Talking Points Memo caught up with him and asked his opinion. Which turns out to be quite supportive:

“I wouldn’t be alive today if it weren’t for the NHS. I have received a large amount of high quality treatment without which I would not have survived.” —Stephen Hawking, August 11, 2009

Not that this means the NHS is perfect. No system is. But it doesn’t deserve to be demonized either.

On a personal note: my father suffered from chronic kidney disease. He died very young – in his early 50’s – and his last years were made incomparably more comfortable by the NHS. The government installed, at no cost to our family, a dialysis machine in my parent’s home. They paid for all the plumbing and renovation necessary. I recall little or no bureaucratic hassle or resistance. The doctor controlled the entire decision. This was when dialysis was a new and very expensive technology – indeed it could be described as experimental at the time. Unfortunately the technology arrived too late to prolong my father’s life much – the damage was too pervasive.

This experience has made me a fervent supporter of government health care. Only those who have confronted the cost and bureaucracy of the American system in similar circumstances can understand the difference.

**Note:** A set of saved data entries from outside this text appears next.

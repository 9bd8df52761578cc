//! Clock utilities.
//!
//! Pure time arithmetic on local wall-clock timestamps (`NaiveDateTime`),
//! plus the [`Clock`] source the state machine reads `now` from. All shift
//! boundaries are wall-clock times ("12:00 lunch"), so the core never deals
//! with time zones; the system clock converts once at the edge.

use std::sync::{Arc, Mutex};

use chrono::{Duration, Local, NaiveDateTime, NaiveTime, Timelike};

/// Source of "now". The core never assumes this equals a reference clock;
/// the configured clock offset exists to correct for that.
pub trait Clock {
    fn now(&self) -> NaiveDateTime;
}

/// Local system wall clock.
#[derive(Debug, Clone, Copy, Default)]
pub struct SystemClock;

impl Clock for SystemClock {
    fn now(&self) -> NaiveDateTime {
        Local::now().naive_local()
    }
}

/// A settable clock. Clones share the same instant, so a test (or a dev
/// tool) can keep one handle and advance the clock the timer reads.
#[derive(Debug, Clone)]
pub struct ManualClock {
    now: Arc<Mutex<NaiveDateTime>>,
}

impl ManualClock {
    pub fn new(start: NaiveDateTime) -> Self {
        Self {
            now: Arc::new(Mutex::new(start)),
        }
    }

    pub fn set(&self, at: NaiveDateTime) {
        if let Ok(mut now) = self.now.lock() {
            *now = at;
        }
    }

    pub fn advance(&self, by: Duration) {
        if let Ok(mut now) = self.now.lock() {
            *now += by;
        }
    }
}

impl Clock for ManualClock {
    fn now(&self) -> NaiveDateTime {
        match self.now.lock() {
            Ok(now) => *now,
            Err(poisoned) => *poisoned.into_inner(),
        }
    }
}

/// Format non-negative seconds as `HH:MM:SS`. Callers clamp negatives.
pub fn format_duration(seconds: u64) -> String {
    let hours = seconds / 3600;
    let minutes = (seconds % 3600) / 60;
    let secs = seconds % 60;
    format!("{hours:02}:{minutes:02}:{secs:02}")
}

/// `HH:MM` of a timestamp.
pub fn format_clock(at: NaiveDateTime) -> String {
    at.format("%H:%M").to_string()
}

/// Parse `HH:MM`. Malformed input yields `None`; there is no implicit
/// correction, so "25:00" or "9h" are rejected rather than wrapped.
pub fn parse_clock(s: &str) -> Option<NaiveTime> {
    let (h, m) = s.trim().split_once(':')?;
    if h.is_empty() || m.len() != 2 {
        return None;
    }
    let hours: u32 = h.parse().ok()?;
    let minutes: u32 = m.parse().ok()?;
    NaiveTime::from_hms_opt(hours, minutes, 0)
}

/// Same calendar day as `date`, at `time`, seconds and sub-seconds zeroed.
pub fn with_clock_time(date: NaiveDateTime, time: NaiveTime) -> NaiveDateTime {
    let time = time.with_second(0).and_then(|t| t.with_nanosecond(0)).unwrap_or(time);
    date.date().and_time(time)
}

/// `floor((a - b) / 1s)`. Negative when `a` is before `b`.
pub fn seconds_between(a: NaiveDateTime, b: NaiveDateTime) -> i64 {
    (a - b).num_milliseconds().div_euclid(1000)
}

/// `elapsed / total` as a percentage clamped to `[0, 100]`; zero total is 0.
pub fn progress_percent(elapsed: i64, total: i64) -> f64 {
    if total == 0 {
        return 0.0;
    }
    (elapsed as f64 / total as f64 * 100.0).clamp(0.0, 100.0)
}

/// `start <= t < start + minutes`.
pub fn is_within_interval(t: NaiveDateTime, start: NaiveDateTime, minutes: i64) -> bool {
    t >= start && t < start + Duration::minutes(minutes)
}

/// Local calendar date key, `YYYY-MM-DD`.
pub fn date_key(at: NaiveDateTime) -> String {
    at.format("%Y-%m-%d").to_string()
}

#[cfg(test)]
mod tests {
    use super::*;
    use chrono::NaiveDate;

    fn at(h: u32, m: u32, s: u32) -> NaiveDateTime {
        NaiveDate::from_ymd_opt(2025, 3, 10)
            .unwrap()
            .and_hms_opt(h, m, s)
            .unwrap()
    }

    #[test]
    fn format_duration_pads_every_field() {
        assert_eq!(format_duration(0), "00:00:00");
        assert_eq!(format_duration(59), "00:00:59");
        assert_eq!(format_duration(3661), "01:01:01");
        assert_eq!(format_duration(9 * 3600 + 30 * 60), "09:30:00");
    }

    #[test]
    fn format_clock_drops_seconds() {
        assert_eq!(format_clock(at(7, 5, 59)), "07:05");
    }

    #[test]
    fn parse_clock_rejects_malformed_input() {
        assert_eq!(parse_clock("09:30"), NaiveTime::from_hms_opt(9, 30, 0));
        assert_eq!(parse_clock("9:30"), NaiveTime::from_hms_opt(9, 30, 0));
        assert!(parse_clock("").is_none());
        assert!(parse_clock("24:00").is_none());
        assert!(parse_clock("12:60").is_none());
        assert!(parse_clock("12:5").is_none());
        assert!(parse_clock("noon").is_none());
        assert!(parse_clock("-1:30").is_none());
    }

    #[test]
    fn with_clock_time_keeps_the_day() {
        let t = with_clock_time(at(22, 10, 42), NaiveTime::from_hms_opt(6, 0, 0).unwrap());
        assert_eq!(t, at(6, 0, 0));
    }

    #[test]
    fn date_key_is_the_local_calendar_day() {
        assert_eq!(date_key(at(0, 0, 0)), "2025-03-10");
        assert_eq!(date_key(at(23, 59, 59)), "2025-03-10");
        assert_eq!(date_key(at(23, 59, 59) + Duration::seconds(1)), "2025-03-11");
    }

    #[test]
    fn seconds_between_floors_toward_negative_infinity() {
        let a = at(10, 0, 0);
        let b = a + Duration::milliseconds(1500);
        assert_eq!(seconds_between(b, a), 1);
        assert_eq!(seconds_between(a, b), -2);
    }

    #[test]
    fn progress_is_clamped() {
        assert_eq!(progress_percent(0, 0), 0.0);
        assert_eq!(progress_percent(-10, 100), 0.0);
        assert_eq!(progress_percent(50, 100), 50.0);
        assert_eq!(progress_percent(150, 100), 100.0);
    }

    #[test]
    fn interval_is_half_open() {
        let start = at(12, 0, 0);
        assert!(is_within_interval(start, start, 90));
        assert!(is_within_interval(at(13, 29, 59), start, 90));
        assert!(!is_within_interval(at(13, 30, 0), start, 90));
        assert!(!is_within_interval(at(11, 59, 59), start, 90));
        assert!(!is_within_interval(start, start, 0));
    }

    #[test]
    fn manual_clock_clones_share_time() {
        let clock = ManualClock::new(at(9, 0, 0));
        let handle = clock.clone();
        handle.advance(Duration::minutes(5));
        assert_eq!(clock.now(), at(9, 5, 0));
    }
}
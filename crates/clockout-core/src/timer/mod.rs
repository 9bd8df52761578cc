mod boundaries;
mod engine;
mod session;

pub use boundaries::ShiftBoundaries;
pub use engine::{Phase, ShiftTimer, Snapshot, Status, BREAK_PROMPT_SECS, END_SOON_SECS};
pub use session::Session;
impl Config {
    /// Merge a persisted document over the defaults.
    ///
    /// Returns `None` when `raw` is not a JSON object at all. Fields that are
    /// unknown, or whose value does not fit the field, keep their default.
    /// `customReminders` replaces the default list only when it is a
    /// non-empty array; individual malformed reminders are dropped.
    pub fn merge_json(raw: &str) -> Option<Self> {
        let saved: Value = serde_json::from_str(raw).ok()?;
        let saved = saved.as_object()?;

        let mut merged: Map<String, Value> = match serde_json::to_value(Self::default()) {
            Ok(Value::Object(map)) => map,
            _ => return None,
        };

        for (key, value) in saved {
            if key == "customReminders" || !merged.contains_key(key) {
                continue;
            }
            let previous = merged.insert(key.clone(), value.clone());
            if serde_json::from_value::<Self>(Value::Object(merged.clone())).is_err() {
                warn!("config field '{key}' has an invalid value, using default");
                if let Some(previous) = previous {
                    merged.insert(key.clone(), previous);
                }
            }
        }

        let mut config: Self = serde_json::from_value(Value::Object(merged)).ok()?;

        if let Some(Value::Array(items)) = saved.get("customReminders") {
            if !items.is_empty() {
                config.custom_reminders = items
                    .iter()
                    .filter_map(|item| match serde_json::from_value(item.clone()) {
                        Ok(reminder) => Some(reminder),
                        Err(e) => {
                            warn!("dropping malformed custom reminder: {e}");
                            None
                        }
                    })
                    .collect();
            }
        }

        Some(config)
    }

    /// Check every time field and numeric range before the config is used
    /// to compute shift boundaries.
    ///
    /// # Errors
    /// Returns the first offending field.
    pub fn validate(&self) -> std::result::Result<(), ValidationError> {
        if !self.start_work_time.trim().is_empty() {
            require_clock("startWorkTime", &self.start_work_time)?;
        }
        require_clock("clockOffsetTime", &self.clock_offset_time)?;
        require_clock("lunchTime", &self.lunch_time)?;

        if !self.work_hours.is_finite() || self.work_hours <= 0.0 || self.work_hours > 24.0 {
            return Err(ValidationError::InvalidValue {
                field: "workHours".into(),
                message: format!("must be between 0 and 24 hours, got {}", self.work_hours),
            });
        }
        if self.lunch_break > MAX_LUNCH_MINUTES {
            return Err(ValidationError::InvalidValue {
                field: "lunchBreak".into(),
                message: format!("must be at most {MAX_LUNCH_MINUTES} minutes"),
            });
        }
        if self.break_interval == 0 {
            return Err(ValidationError::InvalidValue {
                field: "breakInterval".into(),
                message: "must be at least one minute".into(),
            });
        }
        if self.break_duration == 0 {
            return Err(ValidationError::InvalidValue {
                field: "breakDuration".into(),
                message: "must be at least one minute".into(),
            });
        }

        for reminder in &self.custom_reminders {
            require_clock(&format!("customReminders[{}].time", reminder.id), &reminder.time)?;
            if reminder.title.trim().is_empty() {
                return Err(ValidationError::InvalidValue {
                    field: format!("customReminders[{}].title", reminder.id),
                    message: "must not be empty".into(),
                });
            }
        }
        Ok(())
    }

    /// The configured clock-in time, if any.
    pub fn start_clock(&self) -> Option<NaiveTime> {
        let raw = self.start_work_time.trim();
        if raw.is_empty() {
            None
        } else {
            parse_clock(raw)
        }
    }

    pub fn lunch_clock(&self) -> Option<NaiveTime> {
        parse_clock(&self.lunch_time)
    }

    /// Signed correction applied to the nominal start: negative when the
    /// device clock is fast, positive when slow.
    pub fn clock_offset(&self) -> Option<Duration> {
        let t = parse_clock(&self.clock_offset_time)?;
        let magnitude = Duration::minutes(i64::from(t.hour()) * 60 + i64::from(t.minute()));
        Some(match self.clock_offset_type {
            ClockOffsetType::Fast => -magnitude,
            ClockOffsetType::Slow => magnitude,
        })
    }

    /// Whether any input to the boundary computation differs.
    pub fn boundaries_differ(&self, other: &Config) -> bool {
        self.start_work_time != other.start_work_time
            || self.work_hours != other.work_hours
            || self.lunch_break != other.lunch_break
            || self.lunch_time != other.lunch_time
            || self.clock_offset_type != other.clock_offset_type
            || self.clock_offset_time != other.clock_offset_time
    }

    /// Get a config value as string by its camelCase key.
    pub fn get(&self, key: &str) -> Option<String> {
        let json = serde_json::to_value(self).ok()?;
        match json.get(key)? {
            Value::String(s) => Some(s.clone()),
            other => Some(other.to_string()),
        }
    }

    /// Set a config value by key, parsing `value` according to the type the
    /// field currently holds. Does not persist.
    ///
    /// # Errors
    /// Returns an error if the key is unknown or the value does not fit.
    pub fn set(&mut self, key: &str, value: &str) -> std::result::Result<(), ConfigError> {
        let mut json = serde_json::to_value(&*self).map_err(|e| ConfigError::InvalidValue {
            key: key.to_string(),
            message: e.to_string(),
        })?;
        let obj = json
            .as_object_mut()
            .ok_or_else(|| ConfigError::UnknownKey(key.to_string()))?;
        let existing = obj
            .get(key)
            .ok_or_else(|| ConfigError::UnknownKey(key.to_string()))?;

        let invalid = |message: String| ConfigError::InvalidValue {
            key: key.to_string(),
            message,
        };

        let new_value = match existing {
            Value::Bool(_) => Value::Bool(
                value
                    .parse::<bool>()
                    .map_err(|e| invalid(e.to_string()))?,
            ),
            Value::Number(_) => {
                if let Ok(n) = value.parse::<u64>() {
                    Value::Number(n.into())
                } else if let Ok(n) = value.parse::<f64>() {
                    serde_json::Number::from_f64(n)
                        .map(Value::Number)
                        .ok_or_else(|| invalid(format!("cannot parse '{value}' as number")))?
                } else {
                    return Err(invalid(format!("cannot parse '{value}' as number")));
                }
            }
            Value::Object(_) | Value::Array(_) => {
                serde_json::from_str(value).map_err(|e| invalid(e.to_string()))?
            }
            Value::Null if value == "null" => Value::Null,
            _ => Value::String(value.into()),
        };

        obj.insert(key.to_string(), new_value);
        *self = serde_json::from_value(json).map_err(|e| invalid(e.to_string()))?;
        Ok(())
    }

    pub fn reminder(&self, id: &str) -> Option<&CustomReminder> {
        self.custom_reminders.iter().find(|r| r.id == id)
    }

    pub fn reminder_mut(&mut self, id: &str) -> Option<&mut CustomReminder> {
        self.custom_reminders.iter_mut().find(|r| r.id == id)
    }
}
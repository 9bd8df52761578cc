//! SQLite-backed key-value store.
//!
//! Holds the configuration and session records in a single `kv` table of
//! `~/.config/clockout/clockout.db`.

use std::path::Path;

use rusqlite::{params, Connection};

use super::{data_dir, KvStore};
use crate::error::StoreError;

pub struct SqliteStore {
    conn: Connection,
}

impl SqliteStore {
    /// Open the store at `<data_dir>/clockout.db`.
    ///
    /// Creates the database file and schema if they don't exist.
    ///
    /// # Errors
    /// Returns an error if the database cannot be opened or migrated.
    pub fn open() -> Result<Self, StoreError> {
        let path = data_dir()?.join("clockout.db");
        Self::open_path(&path)
    }

    /// Open the store at an explicit path.
    pub fn open_path(path: &Path) -> Result<Self, StoreError> {
        let conn = Connection::open(path).map_err(|source| StoreError::OpenFailed {
            path: path.to_path_buf(),
            source,
        })?;
        let store = Self { conn };
        store.migrate()?;
        Ok(store)
    }

    /// Open an in-memory database.
    pub fn open_memory() -> Result<Self, StoreError> {
        let conn = Connection::open_in_memory()?;
        let store = Self { conn };
        store.migrate()?;
        Ok(store)
    }

    fn migrate(&self) -> Result<(), rusqlite::Error> {
        self.conn.execute_batch(
            "CREATE TABLE IF NOT EXISTS kv (
                key   TEXT PRIMARY KEY,
                value TEXT NOT NULL
            );",
        )?;
        Ok(())
    }
}

impl KvStore for SqliteStore {
    fn get(&self, key: &str) -> Result<Option<String>, StoreError> {
        let mut stmt = self.conn.prepare("SELECT value FROM kv WHERE key = ?1")?;
        let result = stmt.query_row(params![key], |row| row.get::<_, String>(0));
        match result {
            Ok(v) => Ok(Some(v)),
            Err(rusqlite::Error::QueryReturnedNoRows) => Ok(None),
            Err(e) => Err(e.into()),
        }
    }

    fn set(&self, key: &str, value: &str) -> Result<(), StoreError> {
        self.conn.execute(
            "INSERT OR REPLACE INTO kv (key, value) VALUES (?1, ?2)",
            params![key, value],
        )?;
        Ok(())
    }

    fn delete(&self, key: &str) -> Result<(), StoreError> {
        self.conn
            .execute("DELETE FROM kv WHERE key = ?1", params![key])?;
        Ok(())
    }
}
use chrono::NaiveDateTime;
use serde::{Deserialize, Serialize};

use crate::timer::Phase;

/// Every state change of a shift produces an Event.
/// Hosts print them, log them or forward them to a UI.
#[derive(Debug, Clone, PartialEq, Serialize, Deserialize)]
#[serde(tag = "type")]
pub enum Event {
    ShiftStarted {
        start: NaiveDateTime,
        end: NaiveDateTime,
        lunch_start: NaiveDateTime,
        lunch_end: NaiveDateTime,
        at: NaiveDateTime,
    },
    ShiftPaused {
        phase: Phase,
        at: NaiveDateTime,
    },
    ShiftResumed {
        phase: Phase,
        at: NaiveDateTime,
    },
    /// A persisted session was picked up at startup.
    ShiftRestored {
        phase: Phase,
        at: NaiveDateTime,
    },
    /// A persisted session had already ended and was thrown away.
    SessionDiscarded {
        stale_end: Option<NaiveDateTime>,
        at: NaiveDateTime,
    },
    /// Settings changed mid-shift (or the dev shortcut moved the end).
    BoundariesRecalculated {
        start: NaiveDateTime,
        end: NaiveDateTime,
        at: NaiveDateTime,
    },
    LunchReminded {
        at: NaiveDateTime,
    },
    BreakPrompted {
        /// The break starts on its own at this instant.
        deadline: NaiveDateTime,
        at: NaiveDateTime,
    },
    BreakStarted {
        ends_at: NaiveDateTime,
        at: NaiveDateTime,
    },
    BreakSkipped {
        at: NaiveDateTime,
    },
    BreakEnded {
        early: bool,
        at: NaiveDateTime,
    },
    ShiftCompleted {
        off_work_notified: bool,
        at: NaiveDateTime,
    },
    OvertimeStarted {
        at: NaiveDateTime,
    },
    ShiftReset {
        at: NaiveDateTime,
    },
    ReminderFired {
        id: String,
        title: String,
        at: NaiveDateTime,
    },
}

impl Event {
    /// Timestamp the event was produced at.
    pub fn at(&self) -> NaiveDateTime {
        match self {
            Event::ShiftStarted { at, .. }
            | Event::ShiftPaused { at, .. }
            | Event::ShiftResumed { at, .. }
            | Event::ShiftRestored { at, .. }
            | Event::SessionDiscarded { at, .. }
            | Event::BoundariesRecalculated { at, .. }
            | Event::LunchReminded { at }
            | Event::BreakPrompted { at, .. }
            | Event::BreakStarted { at, .. }
            | Event::BreakSkipped { at }
            | Event::BreakEnded { at, .. }
            | Event::ShiftCompleted { at, .. }
            | Event::OvertimeStarted { at }
            | Event::ShiftReset { at }
            | Event::ReminderFired { at, .. } => *at,
        }
    }
}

The issue is not about the quality of treatment or the professionalism of the doctors providing it. No. The issue is the cost and emotional burden at the heart of the American system. It is about removing the stress placed upon patients who have to understand and pay for complex and often lengthy processes that they are hopelessly equipped to comprehend; upon which they might depend for life; and for which they might have to bankrupt themselves and their families, right when they are most vulnerable.

No one would surely set out to construct a human system that places the greatest burden and stress at exactly the weakest point in a person’s life.

Except that what the American health care professionals have tolerated. Indeed they have defended it out of their own self-interest.

The NHS, for all its well known issues and its chronic under-funding, at least avoids that mistake. It is about health care. Not profit.